There is considerable interest in developing optical microscopes presenting a lateral resolution below the usual Rayleigh criterion, λ/(2NA), where λ is the wavelength of the illumination and NA is the numerical aperture of the imaging system, while
retaining the convenience of far-field illumination and collection.
Among the various ways to ameliorate the resolution, it has been proposed to illuminate the sample with many structured illuminations, namely standing waves, and to mix the different images through simple arithmetics.This technique is very close to optical diffraction tomography (ODT) in which the sample is illuminated under various angles of incidence, the phase and intensity of the diffracted far-field is detected along several directions of observation, and a numerical procedure is used to retrieve the map of the permittivity distribution of the object from the far-field data.
Experimental and theoretical studies have shown that using several illuminations
permits one to exceed the classical diffraction limit by a factor of two.
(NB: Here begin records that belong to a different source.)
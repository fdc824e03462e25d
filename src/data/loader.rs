use std::path::Path;

use anyhow::{Context, Result, bail};
use eframe::egui::ColorImage;

use super::model::PreviewImage;
use crate::layout::Size;

// ---------------------------------------------------------------------------
// Public entry-point
// ---------------------------------------------------------------------------

/// Extensions the open dialog offers and the loader accepts.
pub const SUPPORTED_EXTENSIONS: &[&str] = &["png", "jpg", "jpeg"];

/// Decode an image file into a [`PreviewImage`].
///
/// The extension is checked before touching the file so an unsupported
/// selection fails with a clear message instead of a decoder error.
pub fn load_image(path: &Path) -> Result<PreviewImage> {
    let ext = path
        .extension()
        .and_then(|e| e.to_str())
        .unwrap_or("")
        .to_ascii_lowercase();

    if !SUPPORTED_EXTENSIONS.contains(&ext.as_str()) {
        bail!("Unsupported image extension: .{ext}");
    }

    let decoded = image::open(path)
        .with_context(|| format!("decoding image {}", path.display()))?;
    let rgba = decoded.to_rgba8();
    let (width, height) = rgba.dimensions();

    let pixels = ColorImage::from_rgba_unmultiplied(
        [width as usize, height as usize],
        rgba.as_raw(),
    );

    Ok(PreviewImage {
        path: path.to_path_buf(),
        size: Size::new(width as f32, height as f32),
        pixels,
    })
}

// ---------------------------------------------------------------------------
// Tests
// ---------------------------------------------------------------------------

#[cfg(test)]
mod tests {
    use super::*;

    #[test]
    fn rejects_unsupported_extensions() {
        let err = load_image(Path::new("scan.bmp")).unwrap_err();
        assert!(err.to_string().contains("Unsupported image extension: .bmp"));
    }

    #[test]
    fn rejects_paths_without_an_extension() {
        assert!(load_image(Path::new("README")).is_err());
    }

    #[test]
    fn extension_check_is_case_insensitive() {
        // Fails on IO (the file does not exist), not on the extension gate.
        let err = load_image(Path::new("missing.PNG")).unwrap_err();
        assert!(!err.to_string().contains("Unsupported"));
    }
}
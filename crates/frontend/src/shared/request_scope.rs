use web_sys::{AbortController, AbortSignal};

/// Cancellation token for the requests issued while a dialog is open.
///
/// Dropping the scope does not abort anything; call [`RequestScope::abort`]
/// when the owning dialog closes.
pub struct RequestScope {
    controller: Option<AbortController>,
}

impl RequestScope {
    pub fn new() -> Self {
        let controller = match AbortController::new() {
            Ok(c) => Some(c),
            Err(e) => {
                log::warn!("AbortController is unavailable, requests cannot be cancelled: {:?}", e);
                None
            }
        };
        Self { controller }
    }

    /// Signal to attach to a request
    pub fn signal(&self) -> Option<AbortSignal> {
        self.controller.as_ref().map(|c| c.signal())
    }

    pub fn abort(&self) {
        if let Some(controller) = &self.controller {
            controller.abort();
        }
    }
}

impl Default for RequestScope {
    fn default() -> Self {
        Self::new()
    }
}
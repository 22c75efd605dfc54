use leptos::prelude::*;
use thaw::ConfigProvider;

use crate::domain::a001_young_spec::ui::YoungSpecList;
use crate::shared::query::QueryClient;

#[component]
pub fn App() -> impl IntoView {
    // One query cache shared by every data-access hook.
    provide_context(QueryClient::new());

    view! {
        <ConfigProvider>
            <YoungSpecList />
        </ConfigProvider>
    }
}
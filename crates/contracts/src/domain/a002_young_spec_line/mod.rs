pub mod aggregate;
pub mod form;

pub use aggregate::{FieldDefinition, LineItem};
pub use form::{build_rows, initial_values, record_input, FormPhase, FormRow};
pub mod api;
pub mod hooks;
pub mod ui;
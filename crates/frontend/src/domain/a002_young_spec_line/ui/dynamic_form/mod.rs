mod view;
mod view_model;

pub use view::DynamicForm;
In all microscopy techniques using several successive illuminations, one needs a numerical procedure to combine the different images and extract the map of the relative permittivity distribution of the object from the scattered far-field. In general, one assumes that the object is a weak scatterer so that there is a linear relationship
between the scattered field and the relative permittivity of the object, namely one assumes that the Born approximation is valid. In this case, the transverse resolution
limit can be inferred from simple considerations on the portion of the Ewald sphere that is covered by the experiment.
It is limited by λ/2(n_i+n_d) for configurations in which the incident waves propagate in a medium of refractive index n_i, while the diffracted waves propagate in a medium of refraction index n_d.

In this web page we present a brief overview of our research in optical diffraction tomography. For more details on each topic have a look at the references.

The pdf files of the references can be downloaded from my webpage.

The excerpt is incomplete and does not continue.